** Extracted information **
============================================================

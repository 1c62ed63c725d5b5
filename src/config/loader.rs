//! Configuration loading from disk.

use std::fs;
use std::path::{Path, PathBuf};

use serde_json::Value;
use thiserror::Error;

use crate::capability::Capabilities;
use crate::config::schema::RawConfig;
use crate::config::tree::ConfigurationTree;
use crate::config::validation::{validate_config, ValidationError};

/// Error type for configuration loading.
#[derive(Debug, Error)]
pub enum ConfigError {
    #[error("failed to read {path}: {source}")]
    Io {
        path: PathBuf,
        #[source]
        source: std::io::Error,
    },

    #[error("failed to parse TOML configuration: {0}")]
    Toml(#[from] toml::de::Error),

    #[error("failed to parse JSON configuration: {0}")]
    Json(#[from] serde_json::Error),

    #[error("unsupported configuration format for {0} (expected .toml or .json)")]
    UnsupportedFormat(PathBuf),

    #[error("invalid configuration: {0}")]
    Validation(#[from] ValidationError),
}

/// Supported on-disk formats, chosen by file extension.
#[derive(Debug, Clone, Copy, PartialEq, Eq)]
pub enum Format {
    Toml,
    Json,
}

impl Format {
    pub fn from_path(path: &Path) -> Option<Self> {
        match path.extension()?.to_str()? {
            "toml" => Some(Format::Toml),
            "json" => Some(Format::Json),
            _ => None,
        }
    }
}

/// Parse configuration text without validating it.
pub fn parse_raw_config(content: &str, format: Format) -> Result<RawConfig, ConfigError> {
    let value: Value = match format {
        Format::Toml => toml::from_str(content)?,
        Format::Json => serde_json::from_str(content)?,
    };
    Ok(RawConfig::from_value(value)?)
}

/// Read and parse a configuration file without validating it.
pub fn read_raw_config(path: &Path) -> Result<RawConfig, ConfigError> {
    let format =
        Format::from_path(path).ok_or_else(|| ConfigError::UnsupportedFormat(path.to_path_buf()))?;
    let content = fs::read_to_string(path).map_err(|source| ConfigError::Io {
        path: path.to_path_buf(),
        source,
    })?;
    parse_raw_config(&content, format)
}

/// Load and validate configuration from a TOML or JSON file.
pub fn load_config(path: &Path, capabilities: &Capabilities) -> Result<ConfigurationTree, ConfigError> {
    let raw = read_raw_config(path)?;
    let tree = validate_config(raw, capabilities)?;

    tracing::debug!(
        path = %path.display(),
        persisters = tree.persisters.len(),
        search_clients = tree.search_clients.len(),
        "Configuration loaded"
    );
    Ok(tree)
}
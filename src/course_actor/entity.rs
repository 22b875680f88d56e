use chrono::Utc;

use crate::actor_framework::Entity;
use crate::domain::{Course, CourseId, CourseState};
use super::actions::{CourseAction, CourseActionResult};
use super::dtos::{CourseCreate, CoursePatch};

impl Entity for Course {
    type Id = CourseId;
    type CreatePayload = CourseCreate;
    type Patch = CoursePatch;
    type Action = CourseAction;
    type ActionResult = CourseActionResult;

    const KIND: &'static str = "Course";

    fn id(&self) -> &CourseId {
        &self.id
    }

    /// Creates a new Course, stamping the creation time.
    fn from_create(id: CourseId, payload: CourseCreate) -> Result<Self, String> {
        Ok(Self {
            id,
            title: payload.title,
            description: payload.description,
            price: payload.price,
            original_price: payload.original_price,
            duration: payload.duration,
            level: payload.level,
            features: payload.features,
            state: payload.state,
            created_at: Utc::now(),
        })
    }

    /// Merges every field present in the patch; `id` and `created_at` never change.
    fn on_update(&mut self, patch: CoursePatch) -> Result<(), String> {
        if let Some(title) = patch.title {
            self.title = title;
        }
        if let Some(description) = patch.description {
            self.description = description;
        }
        if let Some(price) = patch.price {
            self.price = price;
        }
        if let Some(original_price) = patch.original_price {
            self.original_price = original_price;
        }
        if let Some(duration) = patch.duration {
            self.duration = duration;
        }
        if let Some(level) = patch.level {
            self.level = level;
        }
        if let Some(features) = patch.features {
            self.features = features;
        }
        if let Some(state) = patch.state {
            self.state = state;
        }
        Ok(())
    }

    fn handle_action(&mut self, action: CourseAction) -> Result<CourseActionResult, String> {
        match action {
            CourseAction::Deactivate => {
                let previous = self.state;
                self.state = CourseState::Inactive;
                Ok(CourseActionResult::Deactivated(previous))
            }
        }
    }
}
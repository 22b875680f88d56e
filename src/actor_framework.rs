use std::collections::BTreeMap;
use std::fmt::{Debug, Display};
use thiserror::Error;
use tokio::sync::{mpsc, oneshot};
use tracing::{debug, info, warn};

// =============================================================================
// 1. THE ABSTRACTION (Traits with Hooks, DTOs, and Actions)
// =============================================================================

/// Trait that any record kept by a [`ResourceActor`] must implement.
pub trait Entity: Clone + Send + Sync + 'static {
    /// Ids are ordered so the store iterates in creation order.
    type Id: Ord + Clone + Send + Sync + Display + Debug;
    type CreatePayload: Send + Sync + Debug;
    type Patch: Send + Sync + Debug;
    type Action: Send + Sync + Debug;
    type ActionResult: Send + Sync + Debug;

    /// Human readable record kind, used in logs and error messages.
    const KIND: &'static str;

    /// Get the ID of the entity
    fn id(&self) -> &Self::Id;

    /// Construct the full Entity from the ID and Payload
    fn from_create(id: Self::Id, payload: Self::CreatePayload) -> Result<Self, String>;

    /// Key that must be unique across the store, checked by linear scan on create.
    fn unique_key(&self) -> Option<&str> {
        None
    }

    // --- Lifecycle Hooks ---

    fn on_create(&mut self) -> Result<(), String> {
        Ok(())
    }
    fn on_update(&mut self, patch: Self::Patch) -> Result<(), String>;

    // --- Action Handler ---

    /// Handle a custom domain-specific action
    fn handle_action(&mut self, action: Self::Action) -> Result<Self::ActionResult, String>;
}

/// Failures reported by a [`ResourceActor`] or while talking to one.
#[derive(Debug, Clone, Error, PartialEq)]
pub enum FrameworkError {
    #[error("{kind} not found: {id}")]
    NotFound { kind: &'static str, id: String },
    #[error("{kind} already exists: {key}")]
    Conflict { kind: &'static str, key: String },
    #[error("{0}")]
    Rejected(String),
    #[error("Actor closed")]
    ActorClosed,
    #[error("Actor dropped")]
    ActorDropped,
}

// =============================================================================
// 2. THE GENERIC MESSAGES
// =============================================================================

pub type Response<T> = oneshot::Sender<Result<T, FrameworkError>>;

/// Filter evaluated inside the actor against every stored record.
pub type Predicate<T> = Box<dyn Fn(&T) -> bool + Send + Sync>;

pub enum ResourceRequest<T: Entity> {
    Create {
        payload: T::CreatePayload,
        respond_to: Response<T>,
    },
    Get {
        id: T::Id,
        respond_to: Response<Option<T>>,
    },
    Update {
        id: T::Id,
        patch: T::Patch,
        respond_to: Response<T>,
    },
    Action {
        id: T::Id,
        action: T::Action,
        respond_to: Response<(T, T::ActionResult)>,
    },
    List {
        filter: Option<Predicate<T>>,
        respond_to: Response<Vec<T>>,
    },
    Find {
        predicate: Predicate<T>,
        respond_to: Response<Option<T>>,
    },
}

// =============================================================================
// 3. THE GENERIC ACTOR SERVER
// =============================================================================

pub struct ResourceActor<T: Entity> {
    receiver: mpsc::Receiver<ResourceRequest<T>>,
    store: BTreeMap<T::Id, T>,
    next_id_fn: Box<dyn Fn() -> T::Id + Send + Sync>,
}

impl<T: Entity> ResourceActor<T> {
    pub fn new(
        buffer_size: usize,
        next_id_fn: impl Fn() -> T::Id + Send + Sync + 'static,
    ) -> (Self, ResourceClient<T>) {
        let (sender, receiver) = mpsc::channel(buffer_size);
        let actor = Self {
            receiver,
            store: BTreeMap::new(),
            next_id_fn: Box::new(next_id_fn),
        };
        let client = ResourceClient::new(sender);
        (actor, client)
    }

    pub async fn run(mut self) {
        info!(kind = T::KIND, "ResourceActor starting");
        while let Some(msg) = self.receiver.recv().await {
            match msg {
                ResourceRequest::Create { payload, respond_to } => {
                    let _ = respond_to.send(self.handle_create(payload));
                }
                ResourceRequest::Get { id, respond_to } => {
                    let item = self.store.get(&id).cloned();
                    let _ = respond_to.send(Ok(item));
                }
                ResourceRequest::Update { id, patch, respond_to } => {
                    let _ = respond_to.send(self.handle_update(id, patch));
                }
                ResourceRequest::Action { id, action, respond_to } => {
                    let _ = respond_to.send(self.handle_action(id, action));
                }
                ResourceRequest::List { filter, respond_to } => {
                    let items = self
                        .store
                        .values()
                        .filter(|item| filter.as_ref().map_or(true, |f| f(*item)))
                        .cloned()
                        .collect();
                    let _ = respond_to.send(Ok(items));
                }
                ResourceRequest::Find { predicate, respond_to } => {
                    let item = self.store.values().find(|item| predicate(*item)).cloned();
                    let _ = respond_to.send(Ok(item));
                }
            }
        }
        info!(kind = T::KIND, records = self.store.len(), "ResourceActor stopped");
    }

    fn handle_create(&mut self, payload: T::CreatePayload) -> Result<T, FrameworkError> {
        let id = (self.next_id_fn)();
        let mut item = T::from_create(id, payload).map_err(FrameworkError::Rejected)?;

        if let Some(key) = item.unique_key() {
            if self.store.values().any(|existing| existing.unique_key() == Some(key)) {
                warn!(kind = T::KIND, key, "Rejecting duplicate record");
                return Err(FrameworkError::Conflict { kind: T::KIND, key: key.to_string() });
            }
        }

        item.on_create().map_err(FrameworkError::Rejected)?;
        debug!(kind = T::KIND, id = %item.id(), "Record created");
        self.store.insert(item.id().clone(), item.clone());
        Ok(item)
    }

    fn handle_update(&mut self, id: T::Id, patch: T::Patch) -> Result<T, FrameworkError> {
        let item = self.store.get_mut(&id).ok_or_else(|| not_found::<T>(&id))?;
        item.on_update(patch).map_err(FrameworkError::Rejected)?;
        Ok(item.clone())
    }

    fn handle_action(
        &mut self,
        id: T::Id,
        action: T::Action,
    ) -> Result<(T, T::ActionResult), FrameworkError> {
        let item = self.store.get_mut(&id).ok_or_else(|| not_found::<T>(&id))?;
        let result = item.handle_action(action).map_err(FrameworkError::Rejected)?;
        Ok((item.clone(), result))
    }
}

fn not_found<T: Entity>(id: &T::Id) -> FrameworkError {
    FrameworkError::NotFound { kind: T::KIND, id: id.to_string() }
}

// =============================================================================
// 4. THE GENERIC CLIENT
// =============================================================================

pub struct ResourceClient<T: Entity> {
    sender: mpsc::Sender<ResourceRequest<T>>,
}

impl<T: Entity> Clone for ResourceClient<T> {
    fn clone(&self) -> Self {
        Self { sender: self.sender.clone() }
    }
}

impl<T: Entity> ResourceClient<T> {
    pub(crate) fn new(sender: mpsc::Sender<ResourceRequest<T>>) -> Self {
        Self { sender }
    }

    async fn call<R>(
        &self,
        request: impl FnOnce(Response<R>) -> ResourceRequest<T>,
    ) -> Result<R, FrameworkError> {
        let (respond_to, response) = oneshot::channel();
        self.sender
            .send(request(respond_to))
            .await
            .map_err(|_| FrameworkError::ActorClosed)?;
        response.await.map_err(|_| FrameworkError::ActorDropped)?
    }

    pub async fn create(&self, payload: T::CreatePayload) -> Result<T, FrameworkError> {
        self.call(|respond_to| ResourceRequest::Create { payload, respond_to }).await
    }

    pub async fn get(&self, id: T::Id) -> Result<Option<T>, FrameworkError> {
        self.call(|respond_to| ResourceRequest::Get { id, respond_to }).await
    }

    pub async fn update(&self, id: T::Id, patch: T::Patch) -> Result<T, FrameworkError> {
        self.call(|respond_to| ResourceRequest::Update { id, patch, respond_to }).await
    }

    pub async fn perform_action(
        &self,
        id: T::Id,
        action: T::Action,
    ) -> Result<(T, T::ActionResult), FrameworkError> {
        self.call(|respond_to| ResourceRequest::Action { id, action, respond_to }).await
    }

    pub async fn list(&self, filter: Option<Predicate<T>>) -> Result<Vec<T>, FrameworkError> {
        self.call(|respond_to| ResourceRequest::List { filter, respond_to }).await
    }

    pub async fn find(&self, predicate: Predicate<T>) -> Result<Option<T>, FrameworkError> {
        self.call(|respond_to| ResourceRequest::Find { predicate, respond_to }).await
    }
}

// =============================================================================
// 5. EXAMPLE USAGE (Test)
// =============================================================================
/// Generates the lookup-by-id method shared by every client.
///
/// A missing record becomes the domain error's `NotFound` variant, so callers
/// never have to unpack an `Option`.
macro_rules! impl_client_methods {
    ($client_name:ident, $entity:ty, $error:ty, $entity_name_snake:ident) => {
        paste::paste! {
            impl $client_name {
                #[tracing::instrument(skip(self))]
                pub async fn [<get_ $entity_name_snake>](
                    &self,
                    id: <$entity as $crate::actor_framework::Entity>::Id,
                ) -> Result<$entity, $error> {
                    tracing::debug!("Sending request");
                    self.inner
                        .get(id.clone())
                        .await?
                        .ok_or_else(|| <$error>::NotFound(id.to_string()))
                }
            }
        }
    };
}

macro_rules! impl_client_new {
    ($client_name:ident, $entity:ty) => {
        impl $client_name {
            pub fn new(inner: $crate::actor_framework::ResourceClient<$entity>) -> Self {
                Self { inner }
            }
        }
    };
}

macro_rules! impl_basic_client {
    ($client_name:ident, $entity:ty, $error:ty, $entity_name_snake:ident) => {
        impl_client_new!($client_name, $entity);
        impl_client_methods!($client_name, $entity, $error, $entity_name_snake);
    };
}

============================================================

** What is being asked **
If a line in the data holds the string "ActorDropped", copy that line.

** Answer below **
    ActorDropped,
        response.await.map_err(|_| FrameworkError::ActorDropped)?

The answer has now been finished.